WORK TASK: Every line in the data below that has the word "impl" should be returned.
--- DATA TO PROCESS ---
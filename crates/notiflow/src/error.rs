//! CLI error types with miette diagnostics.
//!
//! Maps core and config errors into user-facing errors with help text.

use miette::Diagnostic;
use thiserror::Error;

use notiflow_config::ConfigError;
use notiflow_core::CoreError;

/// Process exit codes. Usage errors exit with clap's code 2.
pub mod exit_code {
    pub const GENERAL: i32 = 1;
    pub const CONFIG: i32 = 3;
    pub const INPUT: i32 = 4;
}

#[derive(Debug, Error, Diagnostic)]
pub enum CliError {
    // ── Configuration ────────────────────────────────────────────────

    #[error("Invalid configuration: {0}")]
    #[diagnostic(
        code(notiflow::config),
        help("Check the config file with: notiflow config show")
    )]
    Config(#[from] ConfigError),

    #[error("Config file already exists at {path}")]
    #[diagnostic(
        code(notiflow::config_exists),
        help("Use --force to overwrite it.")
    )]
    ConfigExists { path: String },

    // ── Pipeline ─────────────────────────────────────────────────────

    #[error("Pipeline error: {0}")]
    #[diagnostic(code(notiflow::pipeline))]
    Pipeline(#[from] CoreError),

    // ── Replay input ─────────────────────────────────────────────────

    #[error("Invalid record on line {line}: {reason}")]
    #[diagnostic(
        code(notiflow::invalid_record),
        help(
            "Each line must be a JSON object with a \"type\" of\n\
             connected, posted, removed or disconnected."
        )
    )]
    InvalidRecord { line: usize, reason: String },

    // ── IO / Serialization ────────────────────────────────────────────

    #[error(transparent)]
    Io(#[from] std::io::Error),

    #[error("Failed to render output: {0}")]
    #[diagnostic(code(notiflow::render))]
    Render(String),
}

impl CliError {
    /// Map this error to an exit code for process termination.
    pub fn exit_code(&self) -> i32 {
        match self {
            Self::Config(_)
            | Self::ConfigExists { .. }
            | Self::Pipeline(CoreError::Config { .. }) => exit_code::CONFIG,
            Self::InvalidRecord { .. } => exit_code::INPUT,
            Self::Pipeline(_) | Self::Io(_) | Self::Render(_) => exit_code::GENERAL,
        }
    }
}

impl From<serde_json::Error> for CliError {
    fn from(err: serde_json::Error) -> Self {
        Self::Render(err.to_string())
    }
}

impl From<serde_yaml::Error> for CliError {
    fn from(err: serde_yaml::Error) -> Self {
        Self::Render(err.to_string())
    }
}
---
YOUR SOLUTION:
impl CliError {
impl From<serde_json::Error> for CliError {
impl From<serde_yaml::Error> for CliError {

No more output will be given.